Попова рассказывает, что выйти на нее дайверы смогли через цепочку знакомых — просто так в барокамеру центра ФМБА не попасть.
Врачи, которые берут на себя ответственность и лечат дайверов, по словам Ларисы Поповой, используют несколько разных схем. По ее словам, некоторые медики используют иностранные схемы лечения: им удается использовать обычную барокамеру ГБО, увеличив кратность сеансов. Многие модернизируют барокамеры для более быстрого она быстро нагнетания и снижения давления и могла переключаться с кислорода на воздух.
Особенность и одновременно проблема лечения кессонной болезни в ГБО заключается том, что никакие из наработок – ни отечественные, ни американские – пока не утверждены в медицинских стандартах, разъясняет пермский врач.
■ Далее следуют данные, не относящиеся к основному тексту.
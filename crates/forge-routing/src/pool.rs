//! Fixed set of candidate endpoints for one logical remote agent.

use crate::endpoint::{Endpoint, EndpointSnapshot, HealthStatus, HealthThresholds};
use forge_core::{AttemptOutcome, AttemptRecord, EndpointUrl, ProxyError};
use std::sync::Arc;
use tracing::debug;

/// Pool configuration
#[derive(Debug, Clone, Copy, PartialEq, Eq)]
pub struct PoolConfig {
    /// Health transition thresholds
    pub thresholds: HealthThresholds,
    /// Attempts kept per endpoint
    pub history_size: usize,
}

impl Default for PoolConfig {
    fn default() -> Self {
        Self {
            thresholds: HealthThresholds::default(),
            history_size: 20,
        }
    }
}

/// Primary endpoint followed by the failover list, in declaration order.
///
/// Composition is fixed at construction.
#[derive(Debug)]
pub struct EndpointPool {
    endpoints: Vec<Arc<Endpoint>>,
    config: PoolConfig,
}

impl EndpointPool {
    /// Create a pool from URLs in declaration order
    ///
    /// # Errors
    /// Returns `ProxyError::Configuration` if `urls` is empty
    pub fn new(urls: Vec<EndpointUrl>, config: PoolConfig) -> Result<Self, ProxyError> {
        if urls.is_empty() {
            return Err(ProxyError::configuration(
                "Endpoint pool requires at least one endpoint",
            ));
        }

        let endpoints = urls
            .into_iter()
            .enumerate()
            .map(|(index, url)| {
                Arc::new(Endpoint::new(
                    index,
                    url,
                    config.thresholds,
                    config.history_size,
                ))
            })
            .collect();

        Ok(Self { endpoints, config })
    }

    /// Every endpoint in declaration order
    #[must_use]
    pub fn all_endpoints(&self) -> &[Arc<Endpoint>] {
        &self.endpoints
    }

    /// Endpoint at `index`
    #[must_use]
    pub fn get(&self, index: usize) -> Option<&Arc<Endpoint>> {
        self.endpoints.get(index)
    }

    /// Number of endpoints
    #[must_use]
    pub fn len(&self) -> usize {
        self.endpoints.len()
    }

    /// Always false for a constructed pool
    #[must_use]
    pub fn is_empty(&self) -> bool {
        self.endpoints.is_empty()
    }

    /// Pool configuration
    #[must_use]
    pub fn config(&self) -> &PoolConfig {
        &self.config
    }

    /// Update an endpoint's health counters with a call result
    pub fn mark_result(&self, endpoint: &Endpoint, success: bool) {
        endpoint.record_result(success);
    }

    /// Store an attempt in the endpoint's history and update its health.
    ///
    /// Authentication failures are kept in history but do not count against
    /// the endpoint: a rejected credential says nothing about its health.
    pub fn record_attempt(&self, endpoint: &Endpoint, record: AttemptRecord) {
        let counted = !matches!(record.outcome, AttemptOutcome::AuthError { .. });
        let success = record.outcome.is_success();

        debug!(
            endpoint = %endpoint.url(),
            outcome = record.outcome.label(),
            duration_ms = record.duration.as_millis() as u64,
            "Attempt recorded"
        );

        endpoint.push_history(record);
        if counted {
            self.mark_result(endpoint, success);
        }
    }

    /// Number of endpoints not currently unhealthy
    #[must_use]
    pub fn available_count(&self) -> usize {
        self.endpoints
            .iter()
            .filter(|e| e.status() != HealthStatus::Unhealthy)
            .count()
    }

    /// Snapshot of every endpoint
    #[must_use]
    pub fn snapshot(&self) -> Vec<EndpointSnapshot> {
        self.endpoints.iter().map(|e| e.snapshot()).collect()
    }
}

#[cfg(test)]
mod tests {
    use super::*;
    use chrono::Utc;
    use std::time::Duration;

    fn pool(urls: &[&str]) -> EndpointPool {
        let urls = urls
            .iter()
            .map(|u| EndpointUrl::parse(u).unwrap())
            .collect();
        EndpointPool::new(urls, PoolConfig::default()).unwrap()
    }

    fn record(outcome: AttemptOutcome) -> AttemptRecord {
        AttemptRecord::new("http://a", 0, Utc::now(), Duration::from_millis(3), outcome)
    }

    #[test]
    fn test_empty_pool_rejected() {
        let err = EndpointPool::new(Vec::new(), PoolConfig::default()).unwrap_err();
        assert_eq!(err.error_code(), "configuration_error");
    }

    #[test]
    fn test_declaration_order() {
        let pool = pool(&["http://a", "http://b", "http://c"]);
        let urls: Vec<String> = pool
            .all_endpoints()
            .iter()
            .map(|e| e.url().to_string())
            .collect();
        assert_eq!(urls, vec!["http://a", "http://b", "http://c"]);
        assert_eq!(pool.get(2).unwrap().index(), 2);
    }

    #[test]
    fn test_record_attempt_updates_health() {
        let pool = pool(&["http://a"]);
        let a = &pool.all_endpoints()[0];

        for _ in 0..3 {
            pool.record_attempt(a, record(AttemptOutcome::Timeout));
        }
        assert_eq!(a.status(), HealthStatus::Unhealthy);
        assert_eq!(pool.available_count(), 0);
        assert_eq!(a.recent_attempts().len(), 3);
    }

    #[test]
    fn test_auth_failure_does_not_count() {
        let pool = pool(&["http://a"]);
        let a = &pool.all_endpoints()[0];

        pool.record_attempt(
            a,
            record(AttemptOutcome::AuthError {
                message: "rejected".into(),
            }),
        );
        assert_eq!(a.consecutive_failures(), 0);
        assert_eq!(a.recent_attempts().len(), 1);
    }

    #[test]
    fn test_concurrent_marks_are_not_lost() {
        let pool = Arc::new(pool(&["http://a"]));
        let handles: Vec<_> = (0..8)
            .map(|_| {
                let pool = Arc::clone(&pool);
                std::thread::spawn(move || {
                    let a = Arc::clone(&pool.all_endpoints()[0]);
                    for _ in 0..100 {
                        pool.mark_result(&a, false);
                    }
                })
            })
            .collect();
        for handle in handles {
            handle.join().unwrap();
        }
        let snapshot = &pool.snapshot()[0];
        assert_eq!(snapshot.total_failures, 800);
        assert_eq!(snapshot.consecutive_failures, 800);
    }
}
//! Run command - send a task to a remote agent.

use anyhow::{anyhow, Result};
use clap::Args;
use forge_config::ForgeConfig;
use forge_core::{
    AgentOutput, AttemptRecord, CompositeEventEmitter, EventEmitter, ProxyError, Task,
};
use forge_proxy::RemoteAgentProxy;
use forge_telemetry::{MetricsEventEmitter, TracingEventEmitter};
use prometheus::{Registry, TextEncoder};
use serde::Serialize;
use std::sync::Arc;
use std::time::{Duration, Instant};
use tabled::Tabled;
use tokio::sync::watch;

use crate::output::{self, CommandResult, OutputFormat};

/// Arguments for the run command.
#[derive(Args, Debug)]
pub struct RunArgs {
    /// Agent name from the configuration file
    pub agent: String,

    /// Task description
    pub task: String,

    /// Structured context as a JSON document
    #[arg(long, value_parser = parse_json)]
    pub context: Option<serde_json::Value>,

    /// Metadata forwarded to the agent, as key=value (repeatable)
    #[arg(short, long, value_parser = parse_key_value)]
    pub metadata: Vec<(String, String)>,

    /// Override the per-attempt timeout (e.g. 10s, 500ms)
    #[arg(long, value_parser = humantime::parse_duration)]
    pub timeout: Option<Duration>,

    /// Override the failover budget
    #[arg(long)]
    pub max_failovers: Option<u32>,

    /// Print Prometheus metrics for the call
    #[arg(long)]
    pub metrics: bool,
}

/// Successful call output.
#[derive(Debug, Serialize)]
pub struct RunOutput {
    pub agent: String,
    #[serde(skip_serializing_if = "Option::is_none")]
    pub served_by: Option<String>,
    pub cached: bool,
    pub duration_ms: u64,
    pub output: serde_json::Value,
    #[serde(skip_serializing_if = "serde_json::Map::is_empty")]
    pub metadata: serde_json::Map<String, serde_json::Value>,
    #[serde(skip_serializing_if = "Option::is_none")]
    pub metrics: Option<String>,
}

/// Failed call details.
#[derive(Debug, Serialize)]
pub struct FailureOutput {
    pub agent: String,
    pub attempts: Vec<AttemptRecord>,
    #[serde(skip_serializing_if = "Option::is_none")]
    pub metrics: Option<String>,
}

/// One attempt, for table output.
#[derive(Debug, Tabled)]
struct AttemptRow {
    #[tabled(rename = "#")]
    number: usize,
    endpoint: String,
    outcome: String,
    #[tabled(display_with = "format_ms")]
    duration_ms: u64,
}

fn format_ms(ms: &u64) -> String {
    format!("{ms}ms")
}

/// Execute the run command.
pub async fn execute(args: RunArgs, config: ForgeConfig, json: bool) -> Result<()> {
    let format = OutputFormat::from_json_flag(json);

    let definition = config.agent(&args.agent).ok_or_else(|| {
        anyhow!(
            "Unknown agent '{}' (configured: {})",
            args.agent,
            config.agent_names().join(", ")
        )
    })?;

    let mut a2a = definition.a2a.clone();
    if let Some(timeout) = args.timeout {
        a2a = a2a.with_timeout(timeout);
    }
    if let Some(max_failovers) = args.max_failovers {
        a2a = a2a.with_max_failovers(max_failovers);
    }

    let registry = Registry::new();
    let mut emitters: Vec<Arc<dyn EventEmitter>> =
        vec![Arc::new(TracingEventEmitter::new("forge-a2a"))];
    if args.metrics {
        emitters.push(Arc::new(MetricsEventEmitter::new(&registry)?));
    }

    let proxy = RemoteAgentProxy::builder(definition.name.clone())
        .config(a2a)
        .emitter(Arc::new(CompositeEventEmitter::new(emitters)))
        .build()?;

    let mut task = Task::new(args.task);
    if let Some(context) = args.context {
        task = task.with_context(context);
    }
    for (key, value) in args.metadata {
        task = task.with_metadata(key, value);
    }

    let (shutdown_tx, shutdown_rx) = watch::channel(false);
    tokio::spawn(async move {
        if tokio::signal::ctrl_c().await.is_ok() {
            let _ = shutdown_tx.send(true);
        }
    });

    let spinner = (format == OutputFormat::Text)
        .then(|| output::spinner(&format!("Calling {}...", proxy.name())));
    let started = Instant::now();
    let result = proxy.run_cancellable(task, shutdown_rx).await;
    let elapsed = started.elapsed();
    if let Some(spinner) = spinner {
        spinner.finish_and_clear();
    }

    let metrics = if args.metrics {
        Some(TextEncoder::new().encode_to_string(&registry.gather())?)
    } else {
        None
    };

    match result {
        Ok(out) => {
            print_success(proxy.name(), out, elapsed, metrics, format)?;
            Ok(())
        }
        Err(err) => {
            print_failure(proxy.name(), &err, metrics, format)?;
            Err(err.into())
        }
    }
}

fn print_success(
    agent: &str,
    out: AgentOutput,
    elapsed: Duration,
    metrics: Option<String>,
    format: OutputFormat,
) -> Result<()> {
    match format {
        OutputFormat::Json => output::json(&CommandResult::success(RunOutput {
            agent: agent.to_string(),
            served_by: out.served_by,
            cached: out.cached,
            duration_ms: elapsed.as_millis() as u64,
            output: out.output,
            metadata: out.metadata,
            metrics,
        })),
        OutputFormat::Text => {
            let content = out.content();
            output::success(&format!("{agent} completed the task"));
            if let Some(served_by) = &out.served_by {
                output::key_value("Served by", served_by);
            }
            output::key_value("Cached", if out.cached { "yes" } else { "no" });
            output::key_value("Duration", &output::format_duration(elapsed));

            output::section("Output");
            println!("{content}");

            if let Some(metrics) = metrics {
                output::section("Metrics");
                print!("{metrics}");
            }
            Ok(())
        }
    }
}

fn print_failure(
    agent: &str,
    err: &ProxyError,
    metrics: Option<String>,
    format: OutputFormat,
) -> Result<()> {
    match format {
        OutputFormat::Json => output::json(&CommandResult::failure(
            err.error_code(),
            err.to_string(),
            Some(FailureOutput {
                agent: agent.to_string(),
                attempts: err.attempts().to_vec(),
                metrics,
            }),
        )),
        OutputFormat::Text => {
            output::error(&format!("{agent} failed ({})", err.error_code()));

            if !err.attempts().is_empty() {
                output::section("Attempts");
                let rows: Vec<AttemptRow> = err
                    .attempts()
                    .iter()
                    .enumerate()
                    .map(|(i, attempt)| AttemptRow {
                        number: i + 1,
                        endpoint: attempt.endpoint.clone(),
                        outcome: attempt.outcome.to_string(),
                        duration_ms: attempt.duration.as_millis() as u64,
                    })
                    .collect();
                output::table(&rows);
            }

            if let Some(metrics) = metrics {
                output::section("Metrics");
                print!("{metrics}");
            }
            Ok(())
        }
    }
}

fn parse_json(value: &str) -> Result<serde_json::Value, String> {
    serde_json::from_str(value).map_err(|e| format!("invalid JSON: {e}"))
}

fn parse_key_value(value: &str) -> Result<(String, String), String> {
    let (key, val) = value
        .split_once('=')
        .ok_or_else(|| format!("expected key=value, got '{value}'"))?;
    if key.is_empty() {
        return Err(format!("empty key in '{value}'"));
    }
    Ok((key.to_string(), val.to_string()))
}
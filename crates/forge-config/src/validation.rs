//! Validation reporting.
//!
//! Validation collects every issue instead of stopping at the first one, so
//! the CLI can show a complete report.

use serde::{Deserialize, Serialize};
use std::fmt;

/// Issue severity
#[derive(Debug, Clone, Copy, PartialEq, Eq, Hash, Serialize, Deserialize)]
#[serde(rename_all = "lowercase")]
pub enum Severity {
    /// Blocks construction
    Error,
    /// Reported but allowed
    Warning,
}

impl fmt::Display for Severity {
    fn fmt(&self, f: &mut fmt::Formatter<'_>) -> fmt::Result {
        match self {
            Self::Error => write!(f, "error"),
            Self::Warning => write!(f, "warning"),
        }
    }
}

/// One validation finding
#[derive(Debug, Clone, PartialEq, Eq, Serialize, Deserialize)]
pub struct ValidationIssue {
    /// Dotted path of the offending field, e.g. `failover.maxFailovers`
    pub field: String,
    /// What is wrong
    pub message: String,
    /// Severity
    pub severity: Severity,
}

impl fmt::Display for ValidationIssue {
    fn fmt(&self, f: &mut fmt::Formatter<'_>) -> fmt::Result {
        write!(f, "{}: {}", self.field, self.message)
    }
}

/// All issues found in a configuration
#[derive(Debug, Clone, Default, PartialEq, Eq, Serialize, Deserialize)]
pub struct ValidationReport {
    /// Issues in the order they were found
    pub issues: Vec<ValidationIssue>,
}

impl ValidationReport {
    /// Create an empty report
    #[must_use]
    pub fn new() -> Self {
        Self::default()
    }

    /// Record an error
    pub fn error(&mut self, field: impl Into<String>, message: impl Into<String>) {
        self.push(field, message, Severity::Error);
    }

    /// Record a warning
    pub fn warning(&mut self, field: impl Into<String>, message: impl Into<String>) {
        self.push(field, message, Severity::Warning);
    }

    fn push(&mut self, field: impl Into<String>, message: impl Into<String>, severity: Severity) {
        self.issues.push(ValidationIssue {
            field: field.into(),
            message: message.into(),
            severity,
        });
    }

    /// Append another report, prefixing its field paths
    pub fn merge(&mut self, prefix: &str, other: Self) {
        for mut issue in other.issues {
            if !prefix.is_empty() {
                issue.field = format!("{prefix}.{}", issue.field);
            }
            self.issues.push(issue);
        }
    }

    /// Errors only
    pub fn errors(&self) -> impl Iterator<Item = &ValidationIssue> {
        self.issues.iter().filter(|i| i.severity == Severity::Error)
    }

    /// Warnings only
    pub fn warnings(&self) -> impl Iterator<Item = &ValidationIssue> {
        self.issues
            .iter()
            .filter(|i| i.severity == Severity::Warning)
    }

    /// Check if there are any errors
    #[must_use]
    pub fn has_errors(&self) -> bool {
        self.errors().next().is_some()
    }

    /// Check if there are no issues at all
    #[must_use]
    pub fn is_empty(&self) -> bool {
        self.issues.is_empty()
    }
}

impl fmt::Display for ValidationReport {
    fn fmt(&self, f: &mut fmt::Formatter<'_>) -> fmt::Result {
        let errors: Vec<String> = self.errors().map(ToString::to_string).collect();
        if errors.is_empty() {
            write!(f, "no errors")
        } else {
            write!(f, "{}", errors.join("; "))
        }
    }
}
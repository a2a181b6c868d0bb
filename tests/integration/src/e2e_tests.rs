//! End-to-end flows from a configuration file

use crate::fixtures::*;
use crate::helpers::*;
use crate::mock_agents::*;
use forge_config::ConfigLoader;
use forge_core::{Agent, CompositeEventEmitter, EventEmitter, ProxyError};
use forge_proxy::RemoteAgentProxy;
use forge_telemetry::{MetricsEventEmitter, TracingEventEmitter};
use pretty_assertions::assert_eq;
use prometheus::Registry;
use std::collections::HashMap;
use std::io::Write;
use std::sync::Arc;
use std::time::Duration;
use tokio::sync::watch;

fn write_config(content: &str) -> tempfile::NamedTempFile {
    let mut file = tempfile::Builder::new()
        .suffix(".yaml")
        .tempfile()
        .expect("Failed to create config file");
    file.write_all(content.as_bytes())
        .expect("Failed to write config file");
    file
}

#[tokio::test]
async fn test_config_file_to_output_with_metrics() {
    init_tracing();
    let primary = MockAgentServer::start().await;
    let backup = MockAgentServer::start().await;
    primary.mock_error(503, "overloaded", "busy").await;
    backup.mock_success("approved").await;

    let file = write_config(&yaml_config("code-review", &primary.url(), &[&backup.url()]));
    let config = ConfigLoader::new()
        .with_file(file.path())
        .with_env_source(HashMap::new())
        .load()
        .await
        .unwrap();
    let definition = config.agent("code-review").unwrap();

    let registry = Registry::new();
    let metrics = Arc::new(MetricsEventEmitter::new(&registry).unwrap());
    let emitters: Vec<Arc<dyn EventEmitter>> = vec![
        Arc::new(TracingEventEmitter::new("integration")),
        Arc::clone(&metrics) as Arc<dyn EventEmitter>,
    ];
    let proxy = forge_proxy::RemoteAgentProxyBuilder::from_definition(definition)
        .emitter(Arc::new(CompositeEventEmitter::new(emitters)))
        .build()
        .unwrap();

    let first = proxy.run(review_task()).await.unwrap();
    let second = proxy.run(review_task()).await.unwrap();

    assert_eq!(first.content(), "approved");
    assert!(second.cached);
    assert_eq!(primary.calls().await, 1);
    assert_eq!(backup.calls().await, 1);

    let primary_url = primary.url();
    let backup_url = backup.url();
    assert_eq!(
        metrics
            .attempts_total
            .with_label_values(&["code-review", primary_url.as_str(), "server_error"])
            .get(),
        1
    );
    assert_eq!(
        metrics
            .attempts_total
            .with_label_values(&["code-review", backup_url.as_str(), "success"])
            .get(),
        1
    );
    assert_eq!(
        metrics
            .calls_total
            .with_label_values(&["code-review", "cached"])
            .get(),
        1
    );
    assert_eq!(
        metrics
            .cache_hits_total
            .with_label_values(&["code-review"])
            .get(),
        1
    );
}

#[tokio::test]
async fn test_environment_overrides_server_url() {
    let real = MockAgentServer::start().await;
    real.mock_success("from env").await;

    let file = write_config(&yaml_config("code-review", "http://placeholder:9", &[]));
    let env = HashMap::from([(
        "FORGE_A2A_CODE_REVIEW_SERVER_URL".to_string(),
        real.url(),
    )]);
    let config = ConfigLoader::new()
        .with_file(file.path())
        .with_env_source(env)
        .load()
        .await
        .unwrap();

    let proxy = forge_proxy::RemoteAgentProxyBuilder::from_definition(
        config.agent("code-review").unwrap(),
    )
    .build()
    .unwrap();
    let output = proxy.run(simple_task("check")).await.unwrap();

    assert_eq!(output.content(), "from env");
}

#[tokio::test]
async fn test_cancel_stops_in_flight_call() {
    let slow = MockAgentServer::start().await;
    let backup = MockAgentServer::start().await;
    slow.mock_delayed("late", Duration::from_secs(5)).await;
    backup.mock_success("unused").await;

    let config = agent_config(&slow.url(), &[&backup.url()]).with_timeout(Duration::from_secs(10));
    let test = TestProxy::new("writer", config);

    let (tx, rx) = watch::channel(false);
    tokio::spawn(async move {
        tokio::time::sleep(Duration::from_millis(200)).await;
        let _ = tx.send(true);
    });

    let started = tokio::time::Instant::now();
    let err = test
        .proxy
        .run_cancellable(simple_task("draft"), rx)
        .await
        .unwrap_err();

    assert!(matches!(err, ProxyError::Cancelled { .. }), "{err:?}");
    assert!(started.elapsed() < Duration::from_secs(5));
    assert_eq!(backup.calls().await, 0);
    assert!(test
        .proxy
        .snapshot()
        .endpoints
        .iter()
        .all(|e| e.in_flight == 0));
}

#[tokio::test]
async fn test_proxies_behind_agent_trait() {
    let writer = MockAgentServer::start().await;
    let reviewer = MockAgentServer::start().await;
    writer.mock_success("draft v1").await;
    reviewer.mock_success("looks good").await;

    let agents: Vec<Arc<dyn Agent>> = vec![
        Arc::new(
            RemoteAgentProxy::builder("writer")
                .config(agent_config(&writer.url(), &[]))
                .build()
                .unwrap(),
        ),
        Arc::new(
            RemoteAgentProxy::builder("reviewer")
                .config(agent_config(&reviewer.url(), &[]))
                .build()
                .unwrap(),
        ),
    ];

    let mut outputs = Vec::new();
    for agent in &agents {
        let output = agent.run(simple_task("pipeline step")).await.unwrap();
        outputs.push((agent.name().to_string(), output.content()));
    }

    assert_eq!(
        outputs,
        vec![
            ("writer".to_string(), "draft v1".to_string()),
            ("reviewer".to_string(), "looks good".to_string()),
        ]
    );
}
Ошибки, которые могут стать роковыми
Рекреационный дайвинг – в основном, самоорганизация любителей. Выделить главную причину ДКБ у дайверов затруднительно, однако чаще всего это результат целого ряда ошибок. Самая главная – некачественное обучение в большинстве дайвцентров. На втором месте – нарушение дисциплины дайверами. Так, любые действия после погружения, приводящие к ускорению кровотока, могут повышать вероятность возникновения кессонной болезни, или ДКБ. Например, нельзя выпивать до и после погружения, ходить в баню, подниматься в горы, лететь в самолете.
Зачастую дайверы с признаками ДКБ могут даже не подозревать, что с ними происходит. Врач из Дальневосточного окружного медицинского центра ФМБА России города Владивостока Евгений Ефиценко вспоминает примеры из своей практики. Супруга привела мужа-дайвера на прием с жалобами на сыпь. До этого мужчина месяц мазался различными кремами, в том числе и гормональными, когда не помогло, перешел на таблетки от аллергии. Но до последнего не догадывался, что у него все признаки кессонной болезни, пусть и в легкой форме. Два сеанса в барокамере — и сыпь прошла.
Ефиценко считает, что в дайв-клубах говорят только о положительной стороне дайвинга, не уточняя, что порой погружение противопоказано. Важно знать, какое исходное состояние здоровья, способен ли организм противостоять немалым нагрузкам под водой.
«Поступила молодая девушка-дайвер, у которой на счету 50 спусков за три года. Все было хорошо, никаких проблем со здоровьем, а после «юбилейного» спуска заболели суставы. Мы ее вылечили в кислородной барокамере за пять сеансов и начали разбираться, в чем дело. Оказалось, это был дефект «овального окна» — минимальный порок сердца, который есть у двух третей населения. Стенка предсердия при этом диагнозе пропускает азотные пузыри, что, по сути, является абсолютным противопоказанием для дайвинга», — говорит Ефиценко.
Уже после обследования, добавляет врач, девушка рассказала, что у ее мамы и младшей сестры диагностирован порок сердца, а себя она не проверяла. При этом были симптомы: после каждого погружения начинала чесаться, однако списывала это на аллергическую реакцию на неопреновую ткань костюма.
Профессиональные водолазы, для которых погружение — рутинная работа, по словам Ефиценко, проходят медосмотр гораздо чаще и могут уследить за своим здоровьем. А вот многим дайверам не приходит в голову посетить врача и выяснить, безопасны ли для них погружения.
«Перед тем как получить водительские права, человек обязательно проходит медкомиссию, а в дайверских школах просто выдают анкету, задают дежурный вопрос о том, есть ли со здоровьем какие-то проблемы. Человек, разумеется, ответит: «Нет». Все — значит, годен к погружению», — сетует медик.